Apesar da classificação, zagueiro Djourou e goleiro Benaglio falam das dificuldades de Manaus

Podendo jogar até por um empate diante de Honduras, na última quarta-feira (25), a Suíça garantiu a vaga nas oitavas-de-final da Copa do Mundo ainda na primeira etapa do confronto, ao abrir a vantagem de dois gols de diferença no placar, em partida realizada em Manaus, no Amazonas.

Apesar disso, no segundo tempo, o ritmo da seleção helvética foi inferior, mesmo ampliando o placar em um contra-ataque veloz. Para o zagueiro Johann Djourou, titular nos três jogos da fase de grupos, o calor foi utilizado como fator para a queda de rendimento nos últimos 45 minutos.

"Acho que fomos fortes e sólidos no primeiro tempo. No segundo fomos menos agressivos, e isso nos dificultou, porque ficamos sem pressionar a saída de bola deles. Esse tipo de jogo acontece", afirmou o defensor.

"Você começa muito bem, muito forte, aí você diminui o ritmo.
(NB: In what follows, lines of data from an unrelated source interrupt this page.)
//! Short-range wireless link seam.
//!
//! The transport library is an external collaborator; the fleet depends only
//! on the two contracts below. An `Adapter` discovers endpoints by scanning
//! the ether for a bounded window; an `Endpoint` is one wireless peripheral
//! supporting idempotent connect and GATT-style unacknowledged writes to a
//! `(service, characteristic)` pair.

use std::time::Duration;

use thiserror::Error;

#[derive(Debug, Error)]
pub enum LinkError {
    /// No usable radio adapter on this host. Fatal to startup.
    #[error("link adapter unavailable: {0}")]
    AdapterUnavailable(String),

    /// The endpoint is out of range or the connection dropped. Transient;
    /// the next reconnect sweep retries.
    #[error("endpoint not connected")]
    NotConnected,

    /// A transport operation failed.
    #[error("link operation failed: {0}")]
    Operation(String),
}

/// A radio adapter capable of discovery scans.
pub trait Adapter: Send {
    /// Scans for the given window and returns every endpoint heard.
    fn scan(&mut self, window: Duration) -> Result<Vec<Box<dyn Endpoint>>, LinkError>;
}

/// One wireless peripheral endpoint.
pub trait Endpoint: Send {
    /// Stable station address, unique within a fleet.
    fn address(&self) -> &str;

    fn is_connected(&self) -> bool;

    /// Establishes the connection; must be a no-op when already connected.
    fn connect(&mut self) -> Result<(), LinkError>;

    fn disconnect(&mut self) -> Result<(), LinkError>;

    /// Write-without-response to the characteristic. Fails with
    /// `NotConnected` when there is no live connection.
    fn write_without_response(
        &mut self,
        service_uuid: &str,
        characteristic_uuid: &str,
        payload: &[u8],
    ) -> Result<(), LinkError>;
}

/// Development adapter: a radio that hears nothing.
///
/// Lets the lighting controller run on hosts without the transport stack;
/// the fleet reports `device_count` 0 and keeps re-scanning on its normal
/// cadence. A hardware adapter slots in behind the same trait.
pub struct EmptyEtherAdapter;

impl Adapter for EmptyEtherAdapter {
    fn scan(&mut self, _window: Duration) -> Result<Vec<Box<dyn Endpoint>>, LinkError> {
        Ok(Vec::new())
    }
}

#[cfg(test)]
pub mod testing {
    //! Scriptable in-memory link used by the fleet tests.

    use std::sync::{Arc, Mutex};

    use super::*;

    /// Shared journal of every write that reached a fake endpoint.
    pub type WriteLog = Arc<Mutex<Vec<(String, Vec<u8>)>>>;

    pub struct FakeEndpoint {
        address: String,
        connected: bool,
        /// When true, `connect()` fails and writes report `NotConnected`.
        pub unreachable: bool,
        log: WriteLog,
    }

    impl FakeEndpoint {
        pub fn new(address: &str, log: WriteLog) -> Self {
            FakeEndpoint {
                address: address.to_string(),
                connected: false,
                unreachable: false,
                log,
            }
        }
    }

    impl Endpoint for FakeEndpoint {
        fn address(&self) -> &str {
            &self.address
        }

        fn is_connected(&self) -> bool {
            self.connected
        }

        fn connect(&mut self) -> Result<(), LinkError> {
            if self.unreachable {
                return Err(LinkError::Operation("out of range".into()));
            }
            self.connected = true;
            Ok(())
        }

        fn disconnect(&mut self) -> Result<(), LinkError> {
            self.connected = false;
            Ok(())
        }

        fn write_without_response(
            &mut self,
            _service_uuid: &str,
            _characteristic_uuid: &str,
            payload: &[u8],
        ) -> Result<(), LinkError> {
            if !self.connected {
                return Err(LinkError::NotConnected);
            }
            self.log
                .lock()
                .unwrap()
                .push((self.address.clone(), payload.to_vec()));
            Ok(())
        }
    }

    /// Adapter whose scans return a fixed set of addresses.
    pub struct ScriptedAdapter {
        pub addresses: Vec<String>,
        pub log: WriteLog,
        pub scans: usize,
    }

    impl ScriptedAdapter {
        pub fn new(addresses: &[&str]) -> Self {
            ScriptedAdapter {
                addresses: addresses.iter().map(|s| s.to_string()).collect(),
                log: Arc::new(Mutex::new(Vec::new())),
                scans: 0,
            }
        }
    }

    impl Adapter for ScriptedAdapter {
        fn scan(&mut self, _window: Duration) -> Result<Vec<Box<dyn Endpoint>>, LinkError> {
            self.scans += 1;
            Ok(self
                .addresses
                .iter()
                .map(|a| Box::new(FakeEndpoint::new(a, Arc::clone(&self.log))) as Box<dyn Endpoint>)
                .collect())
        }
    }
}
Estava muito quente. As pernas pesam. No fim das contas é o time todo. Quando você defende, são os 11 jogadores que estão defendendo", completou.
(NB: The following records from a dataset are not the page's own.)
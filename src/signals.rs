//! Signal handling for graceful shutdown.

use std::sync::atomic::{AtomicBool, Ordering};
use std::sync::Arc;
use std::thread;

use signal_hook::consts::{SIGINT, SIGTERM};
use signal_hook::iterator::Signals;
use tracing::info;

/// Installs SIGINT/SIGTERM handlers on a dedicated thread and returns the
/// shared run flag. The main thread polls the flag at 1 Hz and initiates
/// shutdown once it flips.
pub fn install_shutdown_flag() -> std::io::Result<Arc<AtomicBool>> {
    let should_run = Arc::new(AtomicBool::new(true));
    let flag = Arc::clone(&should_run);

    let mut signals = Signals::new([SIGINT, SIGTERM])?;
    thread::Builder::new().name("signals".into()).spawn(move || {
        if let Some(signal) = signals.forever().next() {
            info!("received signal {signal}, initiating shutdown");
            flag.store(false, Ordering::Relaxed);
        }
    })?;

    Ok(should_run)
}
Por ter trabalhado efetivamente somente na reta final do confronto contra os hondurenhos, o goleiro suíço Diego Benaglio também justificou o clima de Manaus, capital amazonense, pela baixa produtividade, mas comemora a classificação à etapa seguinte no Mundial.
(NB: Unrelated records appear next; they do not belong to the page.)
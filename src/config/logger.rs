//! Logging configuration structures and validation logic.
//!
//! Services run under process supervisors and log to stdout; the
//! configuration covers level, output format and console decoration. All
//! structures support serialization via `serde` and include validation rules
//! enforced by the `validator` crate.

use serde::{Deserialize, Serialize};
use validator::{Validate, ValidationError};

/// Available formats for console log output.
#[derive(Debug, Clone, Serialize, Deserialize, PartialEq, Eq)]
pub enum LogFormat {
    #[serde(rename = "compact")]
    Compact,
    #[serde(rename = "pretty")]
    Pretty,
    #[serde(rename = "json")]
    Json,
}

impl Default for LogFormat {
    fn default() -> Self {
        LogFormat::Compact
    }
}

impl std::str::FromStr for LogFormat {
    type Err = String;

    fn from_str(s: &str) -> Result<Self, Self::Err> {
        match s.to_lowercase().as_str() {
            "compact" => Ok(LogFormat::Compact),
            "pretty" => Ok(LogFormat::Pretty),
            "json" => Ok(LogFormat::Json),
            other => Err(format!("unknown log format: {other}")),
        }
    }
}

/// Top-level logging configuration.
#[derive(Debug, Clone, Serialize, Deserialize, Validate)]
#[serde(default)]
pub struct LoggerConfig {
    /// Global log level. Valid values: trace, debug, info, warn, error
    /// (case-insensitive). `RUST_LOG` overrides this when set.
    #[validate(custom(function = "validate_log_level"))]
    pub level: String,

    /// Console output format.
    pub format: LogFormat,

    /// Include the log target (module path) in output.
    pub show_target: bool,

    /// Include thread names in output; useful with one thread per loop.
    pub show_thread_names: bool,

    /// Enable ANSI color codes in console output.
    pub ansi_colors: bool,
}

/// Validates that the provided log level is one of the supported values.
fn validate_log_level(level: &str) -> Result<(), ValidationError> {
    match level.to_lowercase().as_str() {
        "trace" | "debug" | "info" | "warn" | "error" => Ok(()),
        _ => {
            let mut err = ValidationError::new("invalid_log_level");
            err.message = Some(format!("Invalid log level: {}", level).into());
            Err(err)
        }
    }
}

impl Default for LoggerConfig {
    fn default() -> Self {
        LoggerConfig {
            level: "info".to_string(),
            format: LogFormat::default(),
            show_target: false,
            show_thread_names: true,
            ansi_colors: true,
        }
    }
}

impl LoggerConfig {
    /// Builds a config from `LOG_LEVEL` / `LOG_FORMAT`, falling back to the
    /// defaults for anything unset. Unknown values are validation errors.
    pub fn from_env() -> Result<Self, super::ConfigError> {
        let mut config = LoggerConfig::default();
        if let Ok(level) = std::env::var("LOG_LEVEL") {
            config.level = level;
        }
        if let Ok(format) = std::env::var("LOG_FORMAT") {
            config.format = format
                .parse()
                .map_err(|reason| super::ConfigError::Invalid {
                    name: "LOG_FORMAT".into(),
                    reason,
                })?;
        }
        config
            .validate()
            .map_err(|e| super::ConfigError::Validation(e.to_string()))?;
        Ok(config)
    }
}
"No fim da partida, a bateria dos dois times estava baixa. Acho que foi por conta das condições climáticas aqui de Manaus. Não foi fácil jogar aqui. Fizemos o nosso melhor. Acho que jogamos bem e no fim fomos recompensados. Estamos muito felizes em ter passado de fase", assegura o arqueiro.

A Suíça volta a jogar na próxima terça-feira (1), às 13h, em São Paulo. O duelo será com a Argentina, válido pelas oitavas-de-final. O classificado irá enfrentar o vencedor de Bélgica Estados Unidos, que se enfrentam no mesmo dia, só que às 17h, em Salvador.